◆ **REQUIRED WORK**
Within the entries below, the lines from the one with "assert!(NormalizedBox::try_new(0.5, 0.5, 0.5, 0.5).is_ok());" through the one with "let a = random_box(&mut rng);" are to be set down exactly, both ends kept.

Stored data
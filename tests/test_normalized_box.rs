extern crate lab_detect;

use rand::rngs::StdRng;
use rand::{Rng, SeedableRng};
use lab_detect::common::NormalizedBox;
use lab_detect::GeometryError;

const EPS: f32 = 1e-6;

fn random_box(rng: &mut StdRng) -> NormalizedBox {
    NormalizedBox::new(
        rng.gen_range(-0.5..1.5),
        rng.gen_range(-0.5..1.5),
        rng.gen_range(-0.5..1.5),
        rng.gen_range(-0.5..1.5),
    )
}

fn random_valid_box(rng: &mut StdRng) -> NormalizedBox {
    let x = rng.gen_range(0.0..0.9);
    let y = rng.gen_range(0.0..0.9);
    let w = rng.gen_range(0.01..(1.0 - x));
    let h = rng.gen_range(0.01..(1.0 - y));
    NormalizedBox::new(x, y, w, h)
}

#[test]
fn construction_keeps_box_in_unit_frame() {
    let mut rng = StdRng::seed_from_u64(7);
    for _ in 0..1000 {
        let b = random_box(&mut rng);
        assert!((0.0..=1.0).contains(&b.x()));
        assert!((0.0..=1.0).contains(&b.y()));
        assert!(b.width() >= 0.0);
        assert!(b.height() >= 0.0);
        assert!(b.right() <= 1.0 + EPS, "{}", b);
        assert!(b.bottom() <= 1.0 + EPS, "{}", b);
    }
}

#[test]
fn oversized_box_is_capped_by_origin() {
    let b = NormalizedBox::new(0.5, 0.5, 0.8, 0.8);
    assert_eq!(b.xy1_wh(), (0.5, 0.5, 0.5, 0.5));
}

#[test]
fn origin_out_of_range_destroys_size() {
    let b = NormalizedBox::new(1.5, -0.2, 0.3, 0.4);
    assert_eq!(b.x(), 1.0);
    assert_eq!(b.width(), 0.0);
    assert_eq!(b.y(), 0.0);
    assert!((b.height() - 0.4).abs() < EPS);
}

#[test]
fn nan_components_become_zero() {
    let b = NormalizedBox::new(f32::NAN, 0.2, 0.3, f32::NAN);
    assert_eq!(b.x(), 0.0);
    assert_eq!(b.height(), 0.0);
    assert!((b.width() - 0.3).abs() < EPS);
}

#[test]
fn derived_queries() {
    let b = NormalizedBox::new(0.1, 0.2, 0.4, 0.2);
    assert!((b.right() - 0.5).abs() < EPS);
    assert!((b.bottom() - 0.4).abs() < EPS);
    assert!((b.center_x() - 0.3).abs() < EPS);
    assert!((b.center_y() - 0.3).abs() < EPS);
    assert!((b.area() - 0.08).abs() < EPS);
    assert!((b.aspect_ratio() - 2.0).abs() < EPS);
}

#[test]
fn zero_height_aspect_ratio_is_zero() {
    let b = NormalizedBox::new(0.1, 0.1, 0.5, 0.0);
    assert_eq!(b.aspect_ratio(), 0.0);
}

#[test]
fn equality_is_tolerant() {
    let a = NormalizedBox::new(0.1, 0.1, 0.2, 0.2);
    let b = NormalizedBox::new(0.1005, 0.1, 0.2, 0.1995);
    let c = NormalizedBox::new(0.102, 0.1, 0.2, 0.2);
    assert_eq!(a, b);
    assert_ne!(a, c);
}

#[test]
fn corner_and_center_constructors() {
    let a = NormalizedBox::from_corners(0.2, 0.2, 0.6, 0.5);
    let b = NormalizedBox::from_center(0.4, 0.35, 0.4, 0.3);
    assert_eq!(a, b);
    assert_eq!(a, NormalizedBox::new(0.2, 0.2, 0.4, 0.3));
}

#[test]
fn strict_constructor_rejects_bad_input() {
    assert!(NormalizedBox::try_new(0.5, 0.5, 0.5, 0.5).is_ok());
    assert!(matches!(
        NormalizedBox::try_new(0.5, 0.5, 0.8, 0.2),
        Err(GeometryError::OutOfRange { field: "width", .. })
    ));
    assert!(matches!(
        NormalizedBox::try_new(-0.1, 0.0, 0.1, 0.1),
        Err(GeometryError::OutOfRange { field: "x", .. })
    ));
    assert!(matches!(
        NormalizedBox::try_new(0.0, f32::INFINITY, 0.1, 0.1),
        Err(GeometryError::NonFinite { field: "y", .. })
    ));
}

#[test]
fn iou_scenario() {
    let a = NormalizedBox::new(0.0, 0.0, 0.5, 0.5);
    let b = NormalizedBox::new(0.25, 0.25, 0.5, 0.5);
    let iou = a.intersection_over_union(&b);
    assert!((iou - 0.0625 / 0.4375).abs() < 1e-4, "iou = {}", iou);
}

#[test]
fn iou_properties() {
    let mut rng = StdRng::seed_from_u64(42);
    for _ in 0..1000 {
        let a = random_box(&mut rng);
        let b = random_box(&mut rng);
        let ab = a.intersection_over_union(&b);
        let ba = b.intersection_over_union(&a);
        assert!((0.0..=1.0).contains(&ab), "iou = {}", ab);
        assert!((ab - ba).abs() < EPS);
        if !a.intersects(&b) {
            assert_eq!(ab, 0.0);
        }
    }
    for _ in 0..100 {
        let a = random_valid_box(&mut rng);
        assert!((a.intersection_over_union(&a) - 1.0).abs() < 1e-4);
    }
}

#[test]
fn iou_of_small_boxes_far_from_origin_stays_in_range() {
    let mut rng = StdRng::seed_from_u64(99);
    let mut x = 0.5_f32;
    while x < 0.999 {
        let b = NormalizedBox::new(x, x, 1e-4, 1e-4);
        let iou = b.intersection_over_union(&b);
        assert!(iou <= 1.0, "self iou = {} for {}", iou, b);
        assert!(iou > 0.99, "self iou = {} for {}", iou, b);
        assert!(b.intersection_area(&b) <= b.area());

        let shifted = NormalizedBox::new(x + rng.gen_range(0.0..5e-5), x, 1e-4, 1e-4);
        let iou = b.intersection_over_union(&shifted);
        assert!((0.0..=1.0).contains(&iou), "iou = {} for {} / {}", iou, b, shifted);
        x += 0.0007;
    }
}

#[test]
fn iou_of_coincident_points_is_zero() {
    let p = NormalizedBox::new(0.3, 0.3, 0.0, 0.0);
    assert_eq!(p.intersection_over_union(&p), 0.0);
}

#[test]
fn touching_boxes_intersect_but_do_not_overlap() {
    let a = NormalizedBox::new(0.0, 0.0, 0.5, 0.5);
    let b = NormalizedBox::new(0.5, 0.0, 0.5, 0.5);
    let c = NormalizedBox::new(0.6, 0.6, 0.1, 0.1);
    assert!(a.intersects(&b));
    assert_eq!(a.intersection_over_union(&b), 0.0);
    assert!(!a.intersects(&c));
}

#[test]
fn containment_is_boundary_inclusive() {
    let outer = NormalizedBox::new(0.1, 0.1, 0.5, 0.5);
    let inner = NormalizedBox::new(0.1, 0.2, 0.5, 0.2);
    let outside = NormalizedBox::new(0.05, 0.2, 0.2, 0.2);
    assert!(outer.contains(&inner));
    assert!(outer.contains(&outer));
    assert!(!outer.contains(&outside));
    assert!(!inner.contains(&outer));
}

#[test]
fn center_distance() {
    let a = NormalizedBox::new(0.0, 0.0, 0.2, 0.2);
    let b = NormalizedBox::new(0.3, 0.4, 0.2, 0.2);
    assert!((a.distance_to_center(&b) - 0.5).abs() < EPS);
}

#[test]
fn expand_around_center() {
    let b = NormalizedBox::new(0.4, 0.4, 0.2, 0.2);
    assert_eq!(b.expanded(1.0), b);
    assert_eq!(b.expanded(2.0), NormalizedBox::new(0.3, 0.3, 0.4, 0.4));
    assert_eq!(b.expanded(0.5), NormalizedBox::new(0.45, 0.45, 0.1, 0.1));
}

#[test]
fn expand_near_corner_is_clamped() {
    let b = NormalizedBox::new(0.0, 0.0, 0.2, 0.2);
    let e = b.expanded(3.0);
    assert_eq!(e, NormalizedBox::new(0.0, 0.0, 0.6, 0.6));

    let far = NormalizedBox::new(0.8, 0.8, 0.2, 0.2).expanded(2.0);
    assert_eq!(far, NormalizedBox::new(0.7, 0.7, 0.3, 0.3));
}

#[test]
fn shrink_keeps_center() {
    let b = NormalizedBox::new(0.2, 0.2, 0.4, 0.4);
    let s = b.shrunk(0.5);
    assert_eq!(s, NormalizedBox::new(0.3, 0.3, 0.2, 0.2));

    let point = b.shrunk(0.0);
    assert_eq!(point, NormalizedBox::new(0.4, 0.4, 0.0, 0.0));
    assert_eq!(point.area(), 0.0);
}

#[test]
fn translate_clips_off_frame() {
    let b = NormalizedBox::new(0.5, 0.5, 0.3, 0.3);
    assert_eq!(b.translated(0.1, -0.2), NormalizedBox::new(0.6, 0.3, 0.3, 0.3));
    assert_eq!(b.translated(0.4, 0.0), NormalizedBox::new(0.9, 0.5, 0.1, 0.3));
}

#[test]
fn clip_is_idempotent() {
    let mut rng = StdRng::seed_from_u64(3);
    for _ in 0..500 {
        let b = random_box(&mut rng);
        assert_eq!(b.clipped().clipped(), b.clipped());
    }
}

#[test]
fn rotation_formulas() {
    let b = NormalizedBox::new(0.1, 0.2, 0.3, 0.4);
    assert_eq!(b.rotated(0), b);
    assert_eq!(b.rotated(90), NormalizedBox::new(0.4, 0.1, 0.4, 0.3));
    assert_eq!(b.rotated(180), NormalizedBox::new(0.6, 0.4, 0.3, 0.4));
    assert_eq!(b.rotated(270), NormalizedBox::new(0.2, 0.6, 0.4, 0.3));
}

#[test]
fn rotation_normalizes_angle() {
    let b = NormalizedBox::new(0.1, 0.2, 0.3, 0.4);
    assert_eq!(b.rotated(-90), b.rotated(270));
    assert_eq!(b.rotated(450), b.rotated(90));
    assert_eq!(b.rotated(360), b);
}

#[test]
fn unsupported_rotation_is_a_no_op() {
    let b = NormalizedBox::new(0.1, 0.2, 0.3, 0.4);
    assert_eq!(b.rotated(45), b);
    assert_eq!(b.try_rotated(45), Err(GeometryError::UnsupportedRotation(45)));
    assert_eq!(b.try_rotated(-180), Ok(b.rotated(180)));
}

#[test]
fn four_quarter_turns_round_trip() {
    let mut rng = StdRng::seed_from_u64(11);
    for _ in 0..500 {
        let b = random_box(&mut rng);
        let r = b.rotated(90).rotated(90).rotated(90).rotated(90);
        assert_eq!(r, b);
    }
}

#[test]
fn deserialization_clamps() {
    let b: NormalizedBox =
        serde_json::from_str(r#"{"x": 0.5, "y": 0.5, "width": 0.8, "height": 0.8}"#).unwrap();
    assert_eq!(b, NormalizedBox::new(0.5, 0.5, 0.5, 0.5));

    let json = serde_json::to_string(&b).unwrap();
    let back: NormalizedBox = serde_json::from_str(&json).unwrap();
    assert_eq!(back, b);
}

◆ **RESULT FOR THIS EXERCISE**
    assert!(NormalizedBox::try_new(0.5, 0.5, 0.5, 0.5).is_ok());
    assert!(matches!(
        NormalizedBox::try_new(0.5, 0.5, 0.8, 0.2),
        Err(GeometryError::OutOfRange { field: "width", .. })
    ));
    assert!(matches!(
        NormalizedBox::try_new(-0.1, 0.0, 0.1, 0.1),
        Err(GeometryError::OutOfRange { field: "x", .. })
    ));
    assert!(matches!(
        NormalizedBox::try_new(0.0, f32::INFINITY, 0.1, 0.1),
        Err(GeometryError::NonFinite { field: "y", .. })
    ));
}

#[test]
fn iou_scenario() {
    let a = NormalizedBox::new(0.0, 0.0, 0.5, 0.5);
    let b = NormalizedBox::new(0.25, 0.25, 0.5, 0.5);
    let iou = a.intersection_over_union(&b);
    assert!((iou - 0.0625 / 0.4375).abs() < 1e-4, "iou = {}", iou);
}

#[test]
fn iou_properties() {
    let mut rng = StdRng::seed_from_u64(42);
    for _ in 0..1000 {
        let a = random_box(&mut rng);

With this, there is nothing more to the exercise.